A Lava Jato paulista sabia que, com Paulo Preto superado, as concentrações da força-tarefa podiam se voltar para outros casos. Ficou então definido que o memorial (fase final antes da sentença) da primeira ação contra ele, denunciado em março de 2018 sob acusação de peculato, seria entregue até o fim da primeira semana de fevereiro.

Em outro processo, que o acusava de cartel, o memorial deveria ser finalizado até a última semana de fevereiro. Já uma nova denúncia que era preparada contra Paulo Preto, por lavagem de dinheiro, estava programada para ser concluída até 15 de fevereiro.

No entanto, o envio de documentos pelo STF (Supremo Tribunal Federal) à primeira instância demorou mais que o esperado, e os procuradores só conseguiram apresentar a ação em 1º de março.

A Lava Jato paulista acabou contando também com um Judiciário que trabalhou rápido e com decisões em consonância com as intenções do Ministério Público.

Paulo Preto foi condenado duas vezes no intervalo de 28 de fevereiro a 6 de março. Uma sentença de 145 anos foi imposta um dia antes do aniversário dele de 70 anos, naquela que é a maior pena da Lava Jato. O engenheiro também virou réu na terceira ação, a de lavagem.

As ações também foram aceleradas. No processo relativo ao cartel, por exemplo, a juíza federal Maria Isabel do Prado, da 5ª Vara Federal, ouviu aproximadamente 60 testemunhas em um período de duas semanas. Nesse processo, ela condenou Paulo Preto a 27 anos, em uma sentença de 247 páginas, um dia depois de ouvir as alegações finais.

Após os avanços nesses processos, foram instituídas metas internas para outras ações. Como a Folha apontou em abril, as prioridades atuais são investigações a respeito das linhas do Metrô de São Paulo e de parentes do ex-presidente Luiz Inácio Lula da Silva.

Desde o começo deste ano, os procuradores também passaram a dividir algumas tarefas de acordo com a aptidão ou especialidade de cada um.

Anamara, André Lasmar e Guilherme Göpfert, por exemplo, têm sido os responsáveis por cooperação internacional. Lucio Curado é o especialista em sistemas de informação.

A procuradora regional Janice Ascari, que trabalhou alguns meses na Procuradoria-Geral da República, tem acompanhado processos da Lava Jato enviados dos tribunais superiores à Justiça Federal.

Ex-coordenador e procurador-chefe do Ministério Público Federal em São Paulo, Thiago Lacerda Nobre dá apoio institucional à força-tarefa. Ele foi o responsável, por exemplo, por viabilizar a sala para a Lava Jato.

A Lava Jato de São Paulo também tem atuado de forma mais integrada com as forças-tarefas do Rio de Janeiro e de Curitiba, responsáveis pelas maiores fases da operação.

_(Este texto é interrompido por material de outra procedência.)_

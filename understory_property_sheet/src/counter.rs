// Copyright 2025 the Understory Authors
// SPDX-License-Identifier: Apache-2.0 OR MIT

//! Bounded integer properties.

use alloc::string::{String, ToString};

use crate::error::{Error, ViewFault};
use crate::kind::{EditorWidget, PropertyKind};
use crate::property::Property;
use crate::state::ViewState;
use crate::widget::{Label, Spinner};

/// Inclusive bounds and a default for a counter.
///
/// Always satisfies `minimum <= default <= maximum`.
#[derive(Copy, Clone, Debug, PartialEq, Eq, Hash)]
pub struct CounterBounds {
    minimum: i32,
    default: i32,
    maximum: i32,
}

impl CounterBounds {
    /// Creates bounds, checking `minimum <= default <= maximum`.
    pub const fn new(minimum: i32, default: i32, maximum: i32) -> Result<Self, Error> {
        if minimum <= default && default <= maximum {
            Ok(Self {
                minimum,
                default,
                maximum,
            })
        } else {
            Err(Error::InvalidBounds {
                minimum,
                default,
                maximum,
            })
        }
    }

    /// Bounds from zero to `i32::MAX` around `default`.
    ///
    /// A negative default is raised to zero.
    #[must_use]
    pub const fn from_default(default: i32) -> Self {
        Self {
            minimum: 0,
            default: if default < 0 { 0 } else { default },
            maximum: i32::MAX,
        }
    }

    /// Returns the minimum.
    #[must_use]
    pub const fn minimum(&self) -> i32 {
        self.minimum
    }

    /// Returns the default.
    #[must_use]
    pub const fn default_value(&self) -> i32 {
        self.default
    }

    /// Returns the maximum.
    #[must_use]
    pub const fn maximum(&self) -> i32 {
        self.maximum
    }

    /// Clamps `value` into the bounds.
    #[must_use]
    pub const fn clamp(&self, value: i32) -> i32 {
        if value < self.minimum {
            self.minimum
        } else if value > self.maximum {
            self.maximum
        } else {
            value
        }
    }
}

/// Which control a counter editor shows.
#[derive(Copy, Clone, Debug, Default, PartialEq, Eq, Hash)]
pub enum CounterStyle {
    /// A spinner with arrow buttons.
    #[default]
    Spinner,
    /// A slider snapping to whole numbers.
    Slider,
}

/// Editor for a counter: a spinner and a slider, one of them visible.
///
/// Both controls always show the same value.
#[derive(Clone, Debug, PartialEq, Eq)]
pub struct CounterEditor {
    spinner: Spinner,
    slider: Spinner,
    style: CounterStyle,
    touched: CounterStyle,
    state: ViewState,
}

impl CounterEditor {
    /// Returns the visible control.
    #[must_use]
    pub fn style(&self) -> CounterStyle {
        self.style
    }

    /// Switches the visible control.
    pub fn set_style(&mut self, style: CounterStyle) {
        self.style = style;
    }

    /// Returns the spinner model.
    #[must_use]
    pub fn spinner(&self) -> &Spinner {
        &self.spinner
    }

    /// Returns the slider model.
    #[must_use]
    pub fn slider(&self) -> &Spinner {
        &self.slider
    }

    /// Returns the tooltip text: the current value.
    #[must_use]
    pub fn tooltip(&self) -> String {
        self.spinner.value().to_string()
    }

    /// Simulates a click on the spinner's up arrow.
    pub fn step_up(&mut self) {
        self.touched = CounterStyle::Spinner;
        self.spinner.step_up();
    }

    /// Simulates a click on the spinner's down arrow.
    pub fn step_down(&mut self) {
        self.touched = CounterStyle::Spinner;
        self.spinner.step_down();
    }

    /// Simulates typing a number into the spinner.
    pub fn enter(&mut self, value: i64) {
        self.touched = CounterStyle::Spinner;
        self.spinner.set(value);
    }

    /// Simulates dragging the slider to `value`.
    pub fn drag(&mut self, value: i64) {
        self.touched = CounterStyle::Slider;
        self.slider.set(value);
    }

    /// Number of display writes across both controls.
    #[must_use]
    pub fn writes(&self) -> usize {
        self.spinner.writes() + self.slider.writes()
    }
}

impl EditorWidget for CounterEditor {
    fn set_view_state(&mut self, state: ViewState) {
        self.state = state;
    }

    fn view_state(&self) -> ViewState {
        self.state
    }
}

/// An integer clamped into [`CounterBounds`].
#[derive(Clone, Debug, PartialEq, Eq)]
pub struct CounterKind {
    bounds: CounterBounds,
    style: CounterStyle,
    format: String,
}

impl CounterKind {
    /// A counter over `bounds`, edited with a spinner showing plain numbers.
    #[must_use]
    pub fn new(bounds: CounterBounds) -> Self {
        Self {
            bounds,
            style: CounterStyle::Spinner,
            format: "0".to_string(),
        }
    }

    /// Returns the bounds.
    #[must_use]
    pub fn bounds(&self) -> CounterBounds {
        self.bounds
    }

    /// Returns the control used by new editors.
    #[must_use]
    pub fn style(&self) -> CounterStyle {
        self.style
    }

    /// Returns the number pattern.
    #[must_use]
    pub fn format(&self) -> &str {
        &self.format
    }
}

impl PropertyKind for CounterKind {
    type Value = i32;
    type Editor = CounterEditor;
    type Viewer = Label;

    fn normalize(&mut self, value: i32) -> i32 {
        let clamped = self.bounds.clamp(value);
        if clamped != value {
            log::debug!("clamped counter value {value} to {clamped}");
        }
        clamped
    }

    fn create_editor(&self, value: &i32) -> CounterEditor {
        let min = i64::from(self.bounds.minimum);
        let max = i64::from(self.bounds.maximum);
        let mut spinner = Spinner::new(min, max, i64::from(*value));
        spinner.set_pattern(&self.format);
        CounterEditor {
            spinner,
            slider: Spinner::new(min, max, i64::from(*value)),
            style: self.style,
            touched: self.style,
            state: ViewState::default(),
        }
    }

    fn create_viewer(&self, value: &i32) -> Label {
        Label::new(value.to_string())
    }

    fn update_editor(&self, editor: &mut CounterEditor, value: &i32) -> Result<(), ViewFault> {
        editor.spinner.set_pattern(&self.format);
        editor.spinner.show(i64::from(*value))?;
        editor.slider.show(i64::from(*value))?;
        Ok(())
    }

    fn update_viewer(&self, viewer: &mut Label, value: &i32) -> Result<(), ViewFault> {
        viewer.show(&value.to_string());
        Ok(())
    }

    fn read_editor(&self, editor: &CounterEditor) -> Option<i32> {
        let control = match editor.touched {
            CounterStyle::Spinner => &editor.spinner,
            CounterStyle::Slider => &editor.slider,
        };
        i32::try_from(control.value()).ok()
    }

    fn describe(&self, value: &i32) -> String {
        value.to_string()
    }
}

/// Configures a [`CounterProperty`].
///
/// ```rust
/// use understory_property_sheet::{CounterProperty, CounterStyle};
///
/// let volume = CounterProperty::builder("Volume")
///     .bounds(0, 5, 10)
///     .style(CounterStyle::Slider)
///     .build()
///     .unwrap();
/// assert_eq!(volume.value(), 5);
/// ```
#[derive(Clone, Debug)]
pub struct CounterBuilder {
    name: String,
    description: String,
    bounds: (i32, i32, i32),
    style: CounterStyle,
    format: Option<String>,
}

impl CounterBuilder {
    /// Starts a counter from zero to `i32::MAX` with default zero.
    #[must_use]
    pub fn new(name: impl Into<String>) -> Self {
        Self {
            name: name.into(),
            description: String::new(),
            bounds: (0, 0, i32::MAX),
            style: CounterStyle::Spinner,
            format: None,
        }
    }

    /// Sets the bounds and the default value.
    #[must_use]
    pub fn bounds(mut self, minimum: i32, default: i32, maximum: i32) -> Self {
        self.bounds = (minimum, default, maximum);
        self
    }

    /// Sets the description.
    #[must_use]
    pub fn description(mut self, description: impl Into<String>) -> Self {
        self.description = description.into();
        self
    }

    /// Sets the control used by editors.
    #[must_use]
    pub fn style(mut self, style: CounterStyle) -> Self {
        self.style = style;
        self
    }

    /// Sets the number pattern shown by spinners.
    #[must_use]
    pub fn format(mut self, format: impl Into<String>) -> Self {
        self.format = Some(format.into());
        self
    }

    /// Builds the property, starting at the default value.
    pub fn build(self) -> Result<CounterProperty, Error> {
        let (minimum, default, maximum) = self.bounds;
        let bounds = CounterBounds::new(minimum, default, maximum)?;
        let mut kind = CounterKind::new(bounds);
        kind.style = self.style;
        if let Some(format) = self.format {
            kind.format = format;
        }
        Ok(Property::with_kind(self.name, kind, default).start_described(self.description))
    }
}

/// A bounded integer property.
pub type CounterProperty = Property<CounterKind>;

impl Property<CounterKind> {
    /// Creates a counter over `minimum..=maximum`, starting at `default`.
    pub fn new(
        name: impl Into<String>,
        minimum: i32,
        default: i32,
        maximum: i32,
    ) -> Result<Self, Error> {
        let bounds = CounterBounds::new(minimum, default, maximum)?;
        Ok(Self::with_kind(name, CounterKind::new(bounds), default))
    }

    /// Creates a counter from zero to `i32::MAX`, starting at `default`.
    #[must_use]
    pub fn from_default(name: impl Into<String>, default: i32) -> Self {
        let bounds = CounterBounds::from_default(default);
        Self::with_kind(name, CounterKind::new(bounds), bounds.default_value())
    }

    /// Starts configuring a counter.
    #[must_use]
    pub fn builder(name: impl Into<String>) -> CounterBuilder {
        CounterBuilder::new(name)
    }

    /// Returns the bounds.
    #[must_use]
    pub fn bounds(&self) -> CounterBounds {
        self.with_kind_ref(CounterKind::bounds)
    }

    /// Sets the number pattern and pushes it into every editor.
    ///
    /// This is presentation only: no change event is fired.
    pub fn set_format(&self, format: impl Into<String>) {
        let format = format.into();
        self.update_kind(|kind| kind.format = format);
        self.broadcast_to_editors();
    }

    /// Sets the control used by editors created from now on.
    pub fn set_style(&self, style: CounterStyle) {
        self.update_kind(|kind| kind.style = style);
    }
}

#[cfg(test)]
mod tests {
    use super::*;

    #[test]
    fn bounds_are_validated() {
        assert_eq!(
            CounterBounds::new(5, 1, 10),
            Err(Error::InvalidBounds {
                minimum: 5,
                default: 1,
                maximum: 10
            })
        );
        assert!(CounterBounds::new(3, 3, 3).is_ok());
        assert_eq!(CounterBounds::from_default(-4).default_value(), 0);
    }

    #[test]
    fn values_are_clamped() {
        let counter = CounterProperty::new("Count", 0, 5, 10).unwrap();
        let viewer = counter.create_viewer();
        counter.set_value(15);
        assert_eq!(counter.value(), 10);
        assert_eq!(viewer.widget().text(), "10");
        counter.set_value(-3);
        assert_eq!(counter.value(), 0);
    }

    #[test]
    fn spinner_and_slider_stay_in_step() {
        let counter = CounterProperty::new("Count", 0, 5, 10).unwrap();
        let editor = counter.create_editor();
        editor.edit(|e| e.drag(8));
        assert_eq!(counter.value(), 8);
        assert_eq!(editor.widget().spinner().value(), 8);

        editor.edit(CounterEditor::step_up);
        assert_eq!(counter.value(), 9);
        assert_eq!(editor.widget().slider().value(), 9);
    }

    #[test]
    fn format_reaches_existing_editors_without_an_event() {
        let counter = CounterProperty::new("Count", 0, 5, 100).unwrap();
        let editor = counter.create_editor();
        counter.set_format("000");
        assert_eq!(editor.widget().spinner().formatted(), "005");
        assert_eq!(counter.revision(), 0);
    }

    #[test]
    fn style_applies_to_new_editors() {
        let counter = CounterProperty::from_default("Count", 1);
        let before = counter.create_editor();
        counter.set_style(CounterStyle::Slider);
        let after = counter.create_editor();
        assert_eq!(before.widget().style(), CounterStyle::Spinner);
        assert_eq!(after.widget().style(), CounterStyle::Slider);
    }
}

Os procuradores usam como exemplo a prisão do ex-presidente Michel Temer, deflagrada no Rio e que precisou de apoio da Procuradoria em São Paulo, onde ele reside.

Temer foi preso pela primeira vez em 21 de março e, 12 dias depois, a Lava Jato paulista apresentou denúncia contra ele, sob acusação de lavagem de dinheiro fruto de pagamento de propinas da usina Angra 3. Para eles, a formatação atual ajudou a força-tarefa a trabalhar mais rápido. Liberado na época, Temer voltou a ser preso na última quinta-feira (9).

Um gargalo, no entanto, ainda não foi preenchido. Diferentemente do que ocorre no Paraná e no Rio, a Polícia Federal não formou força-tarefa em São Paulo –procuradores dizem que têm buscado a aproximação.